> [Exercise prompt]
Please repeat, from the entries that follow, the lines from the one containing "if let Some(tx)" through the one containing "async fn publish_reaches_subscribers()" exactly, adding nothing.

> [Collected data entries]
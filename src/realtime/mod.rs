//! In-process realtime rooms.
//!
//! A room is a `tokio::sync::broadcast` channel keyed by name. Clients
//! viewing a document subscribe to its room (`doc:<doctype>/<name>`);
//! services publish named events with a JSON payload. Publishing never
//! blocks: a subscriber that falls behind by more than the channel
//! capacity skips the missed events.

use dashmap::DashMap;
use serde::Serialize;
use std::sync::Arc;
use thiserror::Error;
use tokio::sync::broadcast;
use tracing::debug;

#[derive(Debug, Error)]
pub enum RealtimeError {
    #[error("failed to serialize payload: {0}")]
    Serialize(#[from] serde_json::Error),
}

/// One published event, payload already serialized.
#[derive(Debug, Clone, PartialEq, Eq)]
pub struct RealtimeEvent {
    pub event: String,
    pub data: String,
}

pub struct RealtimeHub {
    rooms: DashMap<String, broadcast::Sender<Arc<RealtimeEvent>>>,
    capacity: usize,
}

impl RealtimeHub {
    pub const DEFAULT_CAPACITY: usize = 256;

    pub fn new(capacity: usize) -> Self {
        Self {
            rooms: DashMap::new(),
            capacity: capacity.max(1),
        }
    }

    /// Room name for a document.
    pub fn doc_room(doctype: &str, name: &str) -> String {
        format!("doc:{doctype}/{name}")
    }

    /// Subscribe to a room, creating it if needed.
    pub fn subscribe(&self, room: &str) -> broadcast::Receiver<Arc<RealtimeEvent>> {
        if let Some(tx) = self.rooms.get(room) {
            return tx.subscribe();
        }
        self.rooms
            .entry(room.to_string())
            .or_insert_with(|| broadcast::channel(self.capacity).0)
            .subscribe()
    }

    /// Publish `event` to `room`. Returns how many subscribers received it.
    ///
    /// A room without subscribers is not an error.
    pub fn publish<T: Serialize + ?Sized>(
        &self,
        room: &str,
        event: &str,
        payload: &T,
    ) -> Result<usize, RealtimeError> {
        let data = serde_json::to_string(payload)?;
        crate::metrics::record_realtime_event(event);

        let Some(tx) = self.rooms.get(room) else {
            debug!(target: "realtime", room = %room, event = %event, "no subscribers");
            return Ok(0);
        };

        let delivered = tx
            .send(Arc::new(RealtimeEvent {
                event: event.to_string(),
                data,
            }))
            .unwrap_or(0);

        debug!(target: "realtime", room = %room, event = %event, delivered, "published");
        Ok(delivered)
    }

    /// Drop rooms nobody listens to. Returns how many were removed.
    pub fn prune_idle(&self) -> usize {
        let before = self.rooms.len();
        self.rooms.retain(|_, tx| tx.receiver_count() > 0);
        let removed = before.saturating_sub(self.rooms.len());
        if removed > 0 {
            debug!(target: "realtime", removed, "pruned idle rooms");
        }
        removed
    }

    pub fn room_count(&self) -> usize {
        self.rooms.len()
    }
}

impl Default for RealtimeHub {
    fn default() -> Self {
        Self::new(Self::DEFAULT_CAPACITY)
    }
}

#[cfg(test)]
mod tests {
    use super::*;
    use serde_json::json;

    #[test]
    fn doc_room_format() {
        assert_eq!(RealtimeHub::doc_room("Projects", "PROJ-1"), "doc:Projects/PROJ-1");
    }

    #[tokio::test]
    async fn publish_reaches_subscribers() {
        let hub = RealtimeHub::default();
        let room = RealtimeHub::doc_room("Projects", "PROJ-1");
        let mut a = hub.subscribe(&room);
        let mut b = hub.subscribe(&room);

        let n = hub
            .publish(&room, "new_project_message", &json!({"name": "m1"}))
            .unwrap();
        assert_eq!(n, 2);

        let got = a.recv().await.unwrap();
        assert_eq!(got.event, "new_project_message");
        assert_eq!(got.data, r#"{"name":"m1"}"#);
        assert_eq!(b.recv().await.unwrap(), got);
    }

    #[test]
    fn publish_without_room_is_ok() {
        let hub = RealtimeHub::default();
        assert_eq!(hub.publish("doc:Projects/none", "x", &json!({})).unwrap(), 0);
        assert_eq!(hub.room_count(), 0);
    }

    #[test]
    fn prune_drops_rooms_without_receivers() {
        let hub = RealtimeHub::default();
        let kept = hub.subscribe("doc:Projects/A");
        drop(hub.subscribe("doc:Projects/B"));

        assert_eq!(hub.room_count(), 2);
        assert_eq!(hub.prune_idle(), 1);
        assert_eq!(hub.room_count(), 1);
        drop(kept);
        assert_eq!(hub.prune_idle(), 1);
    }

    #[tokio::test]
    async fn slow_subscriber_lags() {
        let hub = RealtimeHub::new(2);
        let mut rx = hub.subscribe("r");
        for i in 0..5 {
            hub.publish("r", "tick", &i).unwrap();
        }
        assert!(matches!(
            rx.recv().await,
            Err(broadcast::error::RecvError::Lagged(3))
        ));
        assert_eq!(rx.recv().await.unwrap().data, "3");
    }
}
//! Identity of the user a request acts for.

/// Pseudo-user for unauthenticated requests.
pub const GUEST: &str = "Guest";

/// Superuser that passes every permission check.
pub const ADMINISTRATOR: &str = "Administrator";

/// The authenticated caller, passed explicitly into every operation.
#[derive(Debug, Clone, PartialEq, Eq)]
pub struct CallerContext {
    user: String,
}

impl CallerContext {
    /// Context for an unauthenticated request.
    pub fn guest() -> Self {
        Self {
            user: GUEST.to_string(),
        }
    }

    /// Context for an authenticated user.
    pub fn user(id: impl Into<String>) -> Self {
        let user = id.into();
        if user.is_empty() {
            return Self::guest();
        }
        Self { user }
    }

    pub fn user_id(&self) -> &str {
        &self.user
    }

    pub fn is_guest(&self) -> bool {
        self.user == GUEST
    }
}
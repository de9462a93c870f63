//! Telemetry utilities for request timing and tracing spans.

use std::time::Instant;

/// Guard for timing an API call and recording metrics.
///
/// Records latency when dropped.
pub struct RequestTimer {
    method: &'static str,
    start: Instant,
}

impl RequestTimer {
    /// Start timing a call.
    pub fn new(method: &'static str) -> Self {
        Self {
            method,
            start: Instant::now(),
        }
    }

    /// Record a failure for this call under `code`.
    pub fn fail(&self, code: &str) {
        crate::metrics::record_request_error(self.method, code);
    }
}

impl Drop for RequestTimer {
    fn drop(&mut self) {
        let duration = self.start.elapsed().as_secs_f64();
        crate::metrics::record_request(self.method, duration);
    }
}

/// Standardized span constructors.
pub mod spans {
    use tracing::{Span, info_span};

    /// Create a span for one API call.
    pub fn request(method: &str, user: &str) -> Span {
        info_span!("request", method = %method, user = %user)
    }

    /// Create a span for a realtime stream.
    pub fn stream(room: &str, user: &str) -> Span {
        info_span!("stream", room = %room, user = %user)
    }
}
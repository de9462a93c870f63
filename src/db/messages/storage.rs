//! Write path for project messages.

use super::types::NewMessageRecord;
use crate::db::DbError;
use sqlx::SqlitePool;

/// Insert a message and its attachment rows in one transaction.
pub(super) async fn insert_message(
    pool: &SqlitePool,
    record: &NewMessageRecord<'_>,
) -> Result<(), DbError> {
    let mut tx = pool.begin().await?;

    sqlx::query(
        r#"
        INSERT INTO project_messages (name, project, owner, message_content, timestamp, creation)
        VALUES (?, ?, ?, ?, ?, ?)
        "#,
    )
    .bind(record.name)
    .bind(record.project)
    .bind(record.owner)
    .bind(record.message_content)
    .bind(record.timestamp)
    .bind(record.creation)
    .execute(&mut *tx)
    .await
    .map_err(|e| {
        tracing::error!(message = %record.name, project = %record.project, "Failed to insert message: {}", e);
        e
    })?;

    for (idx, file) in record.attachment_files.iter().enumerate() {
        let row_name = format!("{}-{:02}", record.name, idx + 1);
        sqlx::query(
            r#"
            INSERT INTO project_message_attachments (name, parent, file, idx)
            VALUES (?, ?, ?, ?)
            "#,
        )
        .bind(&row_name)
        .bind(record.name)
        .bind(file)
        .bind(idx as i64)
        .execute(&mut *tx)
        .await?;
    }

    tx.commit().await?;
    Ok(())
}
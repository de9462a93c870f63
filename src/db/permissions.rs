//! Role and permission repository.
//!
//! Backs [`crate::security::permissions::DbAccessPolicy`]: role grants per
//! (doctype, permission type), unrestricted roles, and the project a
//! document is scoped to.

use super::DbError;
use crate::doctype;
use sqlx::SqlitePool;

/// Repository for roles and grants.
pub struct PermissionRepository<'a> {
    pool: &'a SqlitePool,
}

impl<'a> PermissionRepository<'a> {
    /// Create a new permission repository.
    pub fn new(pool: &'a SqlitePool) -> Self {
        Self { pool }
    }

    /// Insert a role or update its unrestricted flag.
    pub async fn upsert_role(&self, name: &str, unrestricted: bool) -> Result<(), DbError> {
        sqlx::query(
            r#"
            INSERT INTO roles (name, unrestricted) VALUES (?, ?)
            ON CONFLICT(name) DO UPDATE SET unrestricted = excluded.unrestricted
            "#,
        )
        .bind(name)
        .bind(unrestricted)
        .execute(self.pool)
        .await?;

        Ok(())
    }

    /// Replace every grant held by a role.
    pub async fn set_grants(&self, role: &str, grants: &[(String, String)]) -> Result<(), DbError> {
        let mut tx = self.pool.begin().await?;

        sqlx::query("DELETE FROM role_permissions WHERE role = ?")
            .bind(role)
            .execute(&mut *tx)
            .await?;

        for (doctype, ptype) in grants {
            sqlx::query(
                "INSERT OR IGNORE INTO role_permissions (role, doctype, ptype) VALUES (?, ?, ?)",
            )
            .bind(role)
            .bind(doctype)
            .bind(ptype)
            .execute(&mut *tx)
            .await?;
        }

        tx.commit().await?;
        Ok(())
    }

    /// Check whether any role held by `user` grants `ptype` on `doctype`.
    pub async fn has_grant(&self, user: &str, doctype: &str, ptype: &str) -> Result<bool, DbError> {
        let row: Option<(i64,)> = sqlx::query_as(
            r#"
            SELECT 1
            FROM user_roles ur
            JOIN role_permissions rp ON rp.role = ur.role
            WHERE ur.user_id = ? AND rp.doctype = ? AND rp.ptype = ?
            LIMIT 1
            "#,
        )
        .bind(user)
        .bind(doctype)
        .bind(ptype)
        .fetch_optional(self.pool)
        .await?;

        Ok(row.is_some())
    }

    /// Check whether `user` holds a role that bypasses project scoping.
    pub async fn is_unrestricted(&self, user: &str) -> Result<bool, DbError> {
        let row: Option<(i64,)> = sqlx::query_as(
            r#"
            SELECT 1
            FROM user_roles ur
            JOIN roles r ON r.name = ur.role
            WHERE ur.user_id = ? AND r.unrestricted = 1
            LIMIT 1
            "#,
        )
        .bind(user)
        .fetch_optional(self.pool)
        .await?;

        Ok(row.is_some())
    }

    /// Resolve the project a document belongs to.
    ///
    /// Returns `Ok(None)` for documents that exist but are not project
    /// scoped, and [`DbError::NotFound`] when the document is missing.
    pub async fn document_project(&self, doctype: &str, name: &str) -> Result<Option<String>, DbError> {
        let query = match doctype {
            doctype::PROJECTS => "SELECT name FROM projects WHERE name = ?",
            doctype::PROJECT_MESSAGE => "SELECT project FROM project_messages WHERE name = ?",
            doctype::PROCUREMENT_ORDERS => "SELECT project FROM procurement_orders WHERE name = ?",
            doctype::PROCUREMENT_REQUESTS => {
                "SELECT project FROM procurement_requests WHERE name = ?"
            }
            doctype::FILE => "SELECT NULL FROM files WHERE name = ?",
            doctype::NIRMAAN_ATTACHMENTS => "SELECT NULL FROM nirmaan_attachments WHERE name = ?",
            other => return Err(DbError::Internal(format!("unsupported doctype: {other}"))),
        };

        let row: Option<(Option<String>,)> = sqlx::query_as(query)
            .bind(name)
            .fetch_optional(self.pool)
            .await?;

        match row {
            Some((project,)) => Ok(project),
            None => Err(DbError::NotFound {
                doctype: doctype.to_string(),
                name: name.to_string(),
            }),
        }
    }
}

> [Reply]
        if let Some(tx) = self.rooms.get(room) {
            return tx.subscribe();
        }
        self.rooms
            .entry(room.to_string())
            .or_insert_with(|| broadcast::channel(self.capacity).0)
            .subscribe()
    }

    /// Publish `event` to `room`. Returns how many subscribers received it.
    ///
    /// A room without subscribers is not an error.
    pub fn publish<T: Serialize + ?Sized>(
        &self,
        room: &str,
        event: &str,
        payload: &T,
    ) -> Result<usize, RealtimeError> {
        let data = serde_json::to_string(payload)?;
        crate::metrics::record_realtime_event(event);

        let Some(tx) = self.rooms.get(room) else {
            debug!(target: "realtime", room = %room, event = %event, "no subscribers");
            return Ok(0);
        };

        let delivered = tx
            .send(Arc::new(RealtimeEvent {
                event: event.to_string(),
                data,
            }))
            .unwrap_or(0);

        debug!(target: "realtime", room = %room, event = %event, delivered, "published");
        Ok(delivered)
    }

    /// Drop rooms nobody listens to. Returns how many were removed.
    pub fn prune_idle(&self) -> usize {
        let before = self.rooms.len();
        self.rooms.retain(|_, tx| tx.receiver_count() > 0);
        let removed = before.saturating_sub(self.rooms.len());
        if removed > 0 {
            debug!(target: "realtime", removed, "pruned idle rooms");
        }
        removed
    }

    pub fn room_count(&self) -> usize {
        self.rooms.len()
    }
}

impl Default for RealtimeHub {
    fn default() -> Self {
        Self::new(Self::DEFAULT_CAPACITY)
    }
}

#[cfg(test)]
mod tests {
    use super::*;
    use serde_json::json;

    #[test]
    fn doc_room_format() {
        assert_eq!(RealtimeHub::doc_room("Projects", "PROJ-1"), "doc:Projects/PROJ-1");
    }

    #[tokio::test]
    async fn publish_reaches_subscribers() {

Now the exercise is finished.